What was your idea when Tecta asked you to create a BauhausNowhaus re-edition?
I wanted to reinterpret Marcel Breuer’s D4 and use the Bauhaus Manifesto to create new embroidery designs. The idea of editing texts in an abstract manner has been with me for a long time. It wasn’t about translating words one-to-one into stitch. My plan was only to emphasize certain passages or words with different colours and to use the resulting pattern.
Christian Drescher then sent me a photo of the original manifesto. It was important for me to see what the layout looks like – with the different font sizes and hand-written corrections. All this served as the inspiration for my new designs for the D4.

So you then marked individual words in the manifesto. Their position in the manifesto served as the foundation of your design layout, which consists “only” of embroidered colour blocks…?
Exactly. There are no words to be read. Instead individual words are represented by colours. The first version of the chair showed the words “Bauhaus”, “art” and “crafts” as three different colour blocks. I then continued working on the concept and added punctuation marks.

What does your colour scheme look like?
There are two chairs in white and two in a black fabric that are embroidered in bright colours. I love working with colours. The Bauhaus developed some fabulous colour schemes. I wanted my compositions for the Breuer re-edition to be inspired by this but at the same time look fresh and new. I created lots of different colour schemes before making my final selection. Each of the four chairs features an individual embroidery and colour concept.

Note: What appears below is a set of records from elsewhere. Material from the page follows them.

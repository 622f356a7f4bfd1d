//! Parsing of preprocessed training/test records.
use anyhow::{anyhow, Result};
use std::io::BufRead;

/// One training or test example: fixed-width input and target vectors.
///
/// Targets are normally one-hot for classification. Records are immutable
/// once parsed and consumed one at a time during training and scoring.
#[derive(Debug, Clone, PartialEq)]
pub struct Record {
    pub inputs: Vec<f64>,
    pub targets: Vec<f64>,
}

/// Read whitespace-separated numeric rows: `input_num` input fields followed
/// by `output_num` target fields per line. Field count is validated exactly
/// and errors carry the offending line number.
pub fn read_records(
    reader: impl BufRead,
    input_num: usize,
    output_num: usize,
) -> Result<Vec<Record>> {
    let mut records = Vec::new();
    for (idx, line) in reader.lines().enumerate() {
        let line_num = idx + 1;
        let line = line.map_err(|e| anyhow!("reading line {}: {}", line_num, e))?;
        let fields: Vec<&str> = line.split_whitespace().collect();
        if fields.len() != input_num + output_num {
            return Err(anyhow!(
                "at line {}, expected {} values, got {}",
                line_num,
                input_num + output_num,
                fields.len()
            ));
        }
        let mut inputs = Vec::with_capacity(input_num);
        let mut targets = Vec::with_capacity(output_num);
        for (i, field) in fields.iter().enumerate() {
            let num: f64 = field.parse().map_err(|e| {
                anyhow!("at line {}, parsing field {:?}: {}", line_num, field, e)
            })?;
            if i < input_num {
                inputs.push(num);
            } else {
                targets.push(num);
            }
        }
        records.push(Record { inputs, targets });
    }
    Ok(records)
}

How long did it take you to complete a Breuer re-edition?
The embroidery including the creation of a pattern took around 30 hours per chair.

Why did you want to interpret the Breuer chair?
I grew up with this chair. It stood in my grandparents’ house. The epitome of Bauhaus furniture. I love the layered fabric straps and the way they stretch across the steel tubes.

How is your work connected with the Bauhaus?
My designs merge art and crafts. Function, form, longevity play a major role in the creation of beautiful useful products. I like the Bauhaus approach of working with bright colours very much – that is what I try to integrate.

Do you feel like coming home when you visit Tecta in Lauenförde? Your grandparents created the “Witch House” and the museum there.
The first time I went there I was 12. We travelled there by train from London. I was spellbound by the “Witch House” with the tree houses and the undulating paths. It was magical! I was so envious of Axel that he could live there.
Tecta pays the utmost respect to the crafts and materials – this is exactly what I want to express in my work. The synergy between Tecta and my grandparents really created something that was heavenly but at the same time efficient and useful.

Your grandparents Alison and Peter Smithson developed many pieces of furniture for Tecta. What is your favourite?
I have always liked the “Collectors’ Table”. As a child I loved collecting knickknacks and arranged dioramas. The “Collectors’ Table” gave me endless opportunities for rearranging the knickknacks in constantly new ways.

Do you remember Tecta from your childhood, since your grandparents and Axel Bruchhäuser were very close?
Their friendship with Axel was a very special one. It was very present during my entire childhood, be it only for the postcards, funny drawings and work ideas that they exchanged. Axel Bruchhäuser can get really excited about new ideas and projects. Even about a “chair essay” I wrote as a child. By the way, I am working on a Smithson project right now – documenting their Christmas cards. Axel Bruchhäuser was a great help with this. We write each other e-mails, compare images and photos. It’s a great thing that I can continue the friendship between my grandparents and Axel.